Additionally, the foods you choose to eat can also help your brain function. Foods high in omega-3 fats and protein help promote brain health and growth, keeping it strong as you age. When choosing your meals, be conscious not to overspend, as the costs of groceries are rising, so you may have to alternate your diet to combat this.

6. Social Activities

Loneliness is one of the leading causes of depression and poor mental health in older adults. Being alone without social interaction can accelerate the deterioration of your mental capabilities, making it super important to try and avoid isolation.

As an older adult, try to see family often, speak with and spend time with other seniors, and interact with the broader community as best as possible.

Tim White, Founder of Milepro, says, “Life is all about sharing, so make sure to surround yourself with people, even as you age.
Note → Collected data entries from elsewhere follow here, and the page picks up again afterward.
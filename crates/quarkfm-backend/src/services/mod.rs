//! Backend service handlers for frontend-driven requests.
//!
//! This module groups async request handlers that operate on the shared
//! `AppContext`, call the classification server, and emit responses or
//! notifications back to the frontend. Handlers read what they need from the
//! state and run the network part in a spawned task, so a slow endpoint never
//! holds up the dispatch loop.

pub mod classify_service;
pub mod config_service;
pub mod files_service;
pub mod form_service;

use quarkfm_bridge::api::{ApiResult, FormOutcome};

use crate::remote::{RemoteActions, RemoteError, ReqwestTransport};

/// Represents a type that is used in all handlers as an application context.
pub(crate) type AppContextHandle = std::sync::Arc<crate::AppContext>;

/// Clones the server client out of the shared state.
async fn remote(context: &AppContextHandle) -> RemoteActions<ReqwestTransport> {
    context.state.read().await.remote.clone()
}

/// Flattens a call result into what the frontend shows to the user.
fn into_outcome(result: Result<ApiResult, RemoteError>) -> FormOutcome {
    result.map_err(|e| e.to_string())
}
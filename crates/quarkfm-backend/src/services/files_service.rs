use quarkfm_bridge::{MessageFromBackend, notification::NotificationKind};
use tokio::sync::oneshot;

/// Handles an incoming browse request (see
/// [`quarkfm_bridge::MessageToBackend::BrowseFolderRequest`]). Always replies,
/// with an empty path when nothing was chosen.
pub async fn handle_browse_folder_request(
    context: super::AppContextHandle,
    reply: oneshot::Sender<String>,
) {
    let remote = super::remote(&context).await;
    tokio::spawn(async move {
        let path = remote.select_folder().await;
        if reply.send(path).is_err() {
            log::debug!("Browse reply dropped, the requesting view is gone");
        }
    });
}

/// Scans the server's source folder and pushes the summary to the frontend.
pub async fn handle_scan_files_request(context: super::AppContextHandle) {
    let remote = super::remote(&context).await;
    tokio::spawn(async move {
        match remote.scan_files().await {
            Ok(summary) => {
                let message = format!(
                    "Found {} files, {} batches to classify",
                    summary.count, summary.batches
                );
                context
                    .send(MessageFromBackend::ScanSummaryResponse(summary))
                    .await;
                context
                    .send_notification(NotificationKind::Info, message)
                    .await;
            }
            Err(e) => {
                context
                    .send_notification(NotificationKind::Error, format!("Scan failed: {e}"))
                    .await
            }
        }
    });
}
use serde::{Deserialize, Serialize};

use crate::api::FormFields;

/// Server address used when nothing else is configured.
pub const DEFAULT_SERVER_URL: &str = "http://localhost:5180";

/// Local configuration of the client application.
#[derive(Debug, Clone, Deserialize, Serialize)]
#[serde(default)]
pub struct ClientConfig {
    /// Base URL of the classification server. Endpoint paths are resolved
    /// against it.
    pub server_url: String,
}

impl Default for ClientConfig {
    fn default() -> Self {
        Self {
            server_url: DEFAULT_SERVER_URL.to_owned(),
        }
    }
}

/// Connection settings of the language model used by the server.
#[derive(Debug, Clone, Default, PartialEq, Eq, Deserialize, Serialize)]
#[serde(default)]
pub struct ApiSection {
    #[serde(skip_serializing_if = "String::is_empty")]
    pub api_key: String,
    #[serde(skip_serializing_if = "String::is_empty")]
    pub base_url: String,
    #[serde(skip_serializing_if = "String::is_empty")]
    pub model: String,
}

/// Category labels and how they map to target folders.
#[derive(Debug, Clone, Default, PartialEq, Eq, Deserialize, Serialize)]
#[serde(default)]
pub struct ClassificationSection {
    /// Comma separated category labels.
    pub categories: String,
    /// One `category:path` entry per line.
    pub category_paths: String,
    pub category_descriptions: String,
}

/// Source and destination folders on the server's file system.
#[derive(Debug, Clone, Default, PartialEq, Eq, Deserialize, Serialize)]
#[serde(default)]
pub struct PathsSection {
    #[serde(skip_serializing_if = "String::is_empty")]
    pub source_folder: String,
    #[serde(skip_serializing_if = "String::is_empty")]
    pub target_base_folder: String,
}

/// Configuration document owned by the classification server. The client
/// reads it to fill the configuration page and posts it back on save.
#[derive(Debug, Clone, Default, PartialEq, Eq, Deserialize, Serialize)]
#[serde(default)]
pub struct ServerConfig {
    pub api: ApiSection,
    pub classification: ClassificationSection,
    pub paths: PathsSection,
}

/// Form field names of the configuration page, one per [`ServerConfig`]
/// value.
pub mod field {
    pub const API_KEY: &str = "api_key";
    pub const BASE_URL: &str = "base_url";
    pub const MODEL: &str = "model";
    pub const CATEGORIES: &str = "categories";
    pub const CATEGORY_PATHS: &str = "category_paths";
    pub const CATEGORY_DESCRIPTIONS: &str = "category_descriptions";
    pub const SOURCE_FOLDER: &str = "source_folder";
    pub const TARGET_BASE_FOLDER: &str = "target_base_folder";
}

/// Separator used to enter several `category:path` entries on one line.
const INLINE_PATH_SEPARATOR: char = ';';

impl ServerConfig {
    /// Builds the document from the flat fields of the configuration form.
    /// Missing fields become empty strings. The server overwrites every key
    /// it receives, so empty `api` and `paths` values are left out of the
    /// serialized document and keep their stored value.
    pub fn from_fields(fields: &FormFields) -> Self {
        let value = |name: &str| fields.get(name).unwrap_or_default().trim().to_owned();

        Self {
            api: ApiSection {
                api_key: value(field::API_KEY),
                base_url: value(field::BASE_URL),
                model: value(field::MODEL),
            },
            classification: ClassificationSection {
                categories: value(field::CATEGORIES),
                category_paths: value(field::CATEGORY_PATHS)
                    .split(INLINE_PATH_SEPARATOR)
                    .map(str::trim)
                    .filter(|entry| !entry.is_empty())
                    .collect::<Vec<_>>()
                    .join("\n"),
                category_descriptions: value(field::CATEGORY_DESCRIPTIONS),
            },
            paths: PathsSection {
                source_folder: value(field::SOURCE_FOLDER),
                target_base_folder: value(field::TARGET_BASE_FOLDER),
            },
        }
    }

    /// Category paths joined on a single line, the way the configuration
    /// form displays them.
    pub fn inline_category_paths(&self) -> String {
        self.classification
            .category_paths
            .lines()
            .map(str::trim)
            .filter(|line| !line.is_empty())
            .collect::<Vec<_>>()
            .join(&format!("{INLINE_PATH_SEPARATOR} "))
    }
}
Find groups with a shared interest with you, and you’ll be able to tackle the issue of loneliness, helping your mental health.


Mental fitness as an older adult is essential, as it can help prevent the loss of cognitive ability, ensuring that you can remember, problem-solve, and use your mind effectively.

You can do plenty of great activities to train your brain and keep it fit, starting with these suggestions.